Start of Exercise inputs
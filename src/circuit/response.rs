//! circuit::response — closed-form analog transfer function of the tone stack.
//!
//! Purpose
//! -------
//! Evaluate the target response `H(s)` the biquads are fitted against, at
//! `s = j·2π·f` for every grid frequency.
//!
//! Key behaviors
//! -------------
//! - [`ToneStack::transfer`] evaluates the bridged-divider expression
//!
//!   ```text
//!   Zp = R_shunt + 1/(s·C_shunt)
//!   X  = Zp·Rp / (Zp·Rp + Rp1·Rp2)
//!   Zs = 1 / (s·C_series + 1/R_series)
//!   H  = ((1 − X)/Rp2 + 1/Zf) / ((1 − X)/Rp1 + 1/Zs + 1/Zin)
//!   ```
//!
//! - [`target_response`] maps it over a [`FrequencyGrid`] for one control
//!   value.
//!
//! Invariants & assumptions
//! ------------------------
//! - Control values outside `[0, 1]` are rejected before evaluation.
//! - With validated components the pot offset keeps `Rp1, Rp2 > 0`, so the
//!   response is finite at every grid frequency for every accepted `tp`.
use crate::circuit::{components::ToneStack, errors::CircuitResult, grid::FrequencyGrid};
use ndarray::Array1;
use num_complex::Complex64;
use std::f64::consts::PI;

/// Complex target response aligned with a [`FrequencyGrid`].
pub type TargetResponse = Array1<Complex64>;

impl ToneStack {
    /// `H(s)` with the pot already split into `(rp1, rp2)`.
    pub fn transfer(&self, s: Complex64, rp1: f64, rp2: f64) -> Complex64 {
        let rp = self.pot_ohms;
        let zp = self.shunt_ohms + (s * self.shunt_farads).inv();
        let x = zp * rp / (zp * rp + rp1 * rp2);
        let zs = (s * self.series_farads + 1.0 / self.series_ohms).inv();
        let num = (1.0 - x) / rp2 + 1.0 / self.feedback_ohms;
        let den = (1.0 - x) / rp1 + zs.inv() + 1.0 / self.input_ohms;
        num / den
    }

    /// `H(j·2π·f)` at control value `tp`.
    ///
    /// # Errors
    /// - `CircuitError::InvalidControlValue` when `tp` is outside `[0, 1]`.
    pub fn response_at(&self, tp: f64, freq_hz: f64) -> CircuitResult<Complex64> {
        let (rp1, rp2) = self.split(tp)?;
        Ok(self.transfer(Complex64::new(0.0, 2.0 * PI * freq_hz), rp1, rp2))
    }
}

/// Target response of `stack` at control value `tp` over `grid`.
///
/// # Errors
/// - `CircuitError::InvalidControlValue` when `tp` is outside `[0, 1]`.
/// - Component validation errors from [`ToneStack::validate`].
pub fn target_response(
    stack: &ToneStack, grid: &FrequencyGrid, tp: f64,
) -> CircuitResult<TargetResponse> {
    stack.validate()?;
    let (rp1, rp2) = stack.split(tp)?;
    Ok(grid
        .frequencies()
        .mapv(|f| stack.transfer(Complex64::new(0.0, 2.0 * PI * f), rp1, rp2)))
}

#[cfg(test)]
mod tests {
    use super::*;
    use crate::circuit::{control::DEFAULT_SWEEP, errors::CircuitError, grid::GridOptions};
    use approx::assert_relative_eq;

    // -------------------------------------------------------------------------
    // Scope
    // -----
    // These tests cover:
    // - Finiteness over the whole default sweep.
    // - Rejection of out-of-range control values.
    // - The DC limit that follows from the topology.
    // -------------------------------------------------------------------------

    fn small_grid() -> FrequencyGrid {
        let opts = GridOptions::default().with_bins(128).expect("valid bins");
        FrequencyGrid::new(&opts).expect("valid grid")
    }

    #[test]
    // Purpose
    // -------
    // Ensure the target is finite at every grid frequency for every sweep
    // point, including both ends of travel.
    //
    // Given
    // -----
    // - Default components and the default 21-point sweep.
    //
    // Expect
    // ------
    // - Every value is finite and the length matches the grid.
    fn target_is_finite_across_default_sweep() {
        // Arrange
        let stack = ToneStack::default();
        let grid = small_grid();

        for &tp in DEFAULT_SWEEP.iter() {
            // Act
            let h = target_response(&stack, &grid, tp).expect("sweep point is valid");

            // Assert
            assert_eq!(h.len(), grid.len());
            assert!(h.iter().all(|z| z.re.is_finite() && z.im.is_finite()), "tp = {tp}");
        }
    }

    #[test]
    fn out_of_range_control_is_rejected() {
        let err = target_response(&ToneStack::default(), &small_grid(), 1.5)
            .expect_err("tp = 1.5 must be rejected");
        assert_eq!(err, CircuitError::InvalidControlValue { value: 1.5 });
    }

    #[test]
    // Purpose
    // -------
    // Check the closed form against its DC limit.
    //
    // Given
    // -----
    // - `s → 0`: `Zp → ∞` so `X → 1`, and `Zs → R_series`.
    //
    // Expect
    // ------
    // - `H → (1/Zf) / (1/R_series + 1/Zin)` = 1000/1100 with default values.
    fn dc_limit_matches_resistive_divider() {
        // Arrange
        let stack = ToneStack::default();

        // Act
        let h = stack.response_at(0.5, 1e-3).expect("valid control");

        // Assert
        let expected = (1.0 / 1_000.0) / (1.0 / 10_000.0 + 1.0 / 1_000.0);
        assert_relative_eq!(h.re, expected, max_relative = 1e-4);
        assert!(h.im.abs() < 1e-3);
    }

    #[test]
    fn knob_position_changes_the_response() {
        let stack = ToneStack::default();
        let grid = small_grid();

        let low = target_response(&stack, &grid, 0.0).expect("valid");
        let high = target_response(&stack, &grid, 1.0).expect("valid");

        let diff: f64 = low.iter().zip(high.iter()).map(|(a, b)| (a - b).norm()).sum();
        assert!(diff > 1e-3);
    }
}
End of Exercise inputs
> **Requirement**: All of the data needs to be printed once more, exactly.

> **Task result**:
filename src/circuit/response.rs
//! circuit::response — closed-form analog transfer function of the tone stack.
//!
//! Purpose
//! -------
//! Evaluate the target response `H(s)` the biquads are fitted against, at
//! `s = j·2π·f` for every grid frequency.
//!
//! Key behaviors
//! -------------
//! - [`ToneStack::transfer`] evaluates the bridged-divider expression
//!
//!   ```text
//!   Zp = R_shunt + 1/(s·C_shunt)
//!   X  = Zp·Rp / (Zp·Rp + Rp1·Rp2)
//!   Zs = 1 / (s·C_series + 1/R_series)
//!   H  = ((1 − X)/Rp2 + 1/Zf) / ((1 − X)/Rp1 + 1/Zs + 1/Zin)
//!   ```
//!
//! - [`target_response`] maps it over a [`FrequencyGrid`] for one control
//!   value.
//!
//! Invariants & assumptions
//! ------------------------
//! - Control values outside `[0, 1]` are rejected before evaluation.
//! - With validated components the pot offset keeps `Rp1, Rp2 > 0`, so the
//!   response is finite at every grid frequency for every accepted `tp`.
use crate::circuit::{components::ToneStack, errors::CircuitResult, grid::FrequencyGrid};
use ndarray::Array1;
use num_complex::Complex64;
use std::f64::consts::PI;

/// Complex target response aligned with a [`FrequencyGrid`].
pub type TargetResponse = Array1<Complex64>;

impl ToneStack {
    /// `H(s)` with the pot already split into `(rp1, rp2)`.
    pub fn transfer(&self, s: Complex64, rp1: f64, rp2: f64) -> Complex64 {
        let rp = self.pot_ohms;
        let zp = self.shunt_ohms + (s * self.shunt_farads).inv();
        let x = zp * rp / (zp * rp + rp1 * rp2);
        let zs = (s * self.series_farads + 1.0 / self.series_ohms).inv();
        let num = (1.0 - x) / rp2 + 1.0 / self.feedback_ohms;
        let den = (1.0 - x) / rp1 + zs.inv() + 1.0 / self.input_ohms;
        num / den
    }

    /// `H(j·2π·f)` at control value `tp`.
    ///
    /// # Errors
    /// - `CircuitError::InvalidControlValue` when `tp` is outside `[0, 1]`.
    pub fn response_at(&self, tp: f64, freq_hz: f64) -> CircuitResult<Complex64> {
        let (rp1, rp2) = self.split(tp)?;
        Ok(self.transfer(Complex64::new(0.0, 2.0 * PI * freq_hz), rp1, rp2))
    }
}

/// Target response of `stack` at control value `tp` over `grid`.
///
/// # Errors
/// - `CircuitError::InvalidControlValue` when `tp` is outside `[0, 1]`.
/// - Component validation errors from [`ToneStack::validate`].
pub fn target_response(
    stack: &ToneStack, grid: &FrequencyGrid, tp: f64,
) -> CircuitResult<TargetResponse> {
    stack.validate()?;
    let (rp1, rp2) = stack.split(tp)?;
    Ok(grid
        .frequencies()
        .mapv(|f| stack.transfer(Complex64::new(0.0, 2.0 * PI * f), rp1, rp2)))
}

#[cfg(test)]
mod tests {
    use super::*;
    use crate::circuit::{control::DEFAULT_SWEEP, errors::CircuitError, grid::GridOptions};
    use approx::assert_relative_eq;

    // -------------------------------------------------------------------------
    // Scope
    // -----
    // These tests cover:
    // - Finiteness over the whole default sweep.
    // - Rejection of out-of-range control values.
    // - The DC limit that follows from the topology.
    // -------------------------------------------------------------------------

    fn small_grid() -> FrequencyGrid {
        let opts = GridOptions::default().with_bins(128).expect("valid bins");
        FrequencyGrid::new(&opts).expect("valid grid")
    }

    #[test]
    // Purpose
    // -------
    // Ensure the target is finite at every grid frequency for every sweep
    // point, including both ends of travel.
    //
    // Given
    // -----
    // - Default components and the default 21-point sweep.
    //
    // Expect
    // ------
    // - Every value is finite and the length matches the grid.
    fn target_is_finite_across_default_sweep() {
        // Arrange
        let stack = ToneStack::default();
        let grid = small_grid();

        for &tp in DEFAULT_SWEEP.iter() {
            // Act
            let h = target_response(&stack, &grid, tp).expect("sweep point is valid");

            // Assert
            assert_eq!(h.len(), grid.len());
            assert!(h.iter().all(|z| z.re.is_finite() && z.im.is_finite()), "tp = {tp}");
        }
    }

    #[test]
    fn out_of_range_control_is_rejected() {
        let err = target_response(&ToneStack::default(), &small_grid(), 1.5)
            .expect_err("tp = 1.5 must be rejected");
        assert_eq!(err, CircuitError::InvalidControlValue { value: 1.5 });
    }

    #[test]
    // Purpose
    // -------
    // Check the closed form against its DC limit.
    //
    // Given
    // -----
    // - `s → 0`: `Zp → ∞` so `X → 1`, and `Zs → R_series`.
    //
    // Expect
    // ------
    // - `H → (1/Zf) / (1/R_series + 1/Zin)` = 1000/1100 with default values.
    fn dc_limit_matches_resistive_divider() {
        // Arrange
        let stack = ToneStack::default();

        // Act
        let h = stack.response_at(0.5, 1e-3).expect("valid control");

        // Assert
        let expected = (1.0 / 1_000.0) / (1.0 / 10_000.0 + 1.0 / 1_000.0);
        assert_relative_eq!(h.re, expected, max_relative = 1e-4);
        assert!(h.im.abs() < 1e-3);
    }

    #[test]
    fn knob_position_changes_the_response() {
        let stack = ToneStack::default();
        let grid = small_grid();

        let low = target_response(&stack, &grid, 0.0).expect("valid");
        let high = target_response(&stack, &grid, 1.0).expect("valid");

        let diff: f64 = low.iter().zip(high.iter()).map(|(a, b)| (a - b).norm()).sum();
        assert!(diff > 1e-3);
    }
}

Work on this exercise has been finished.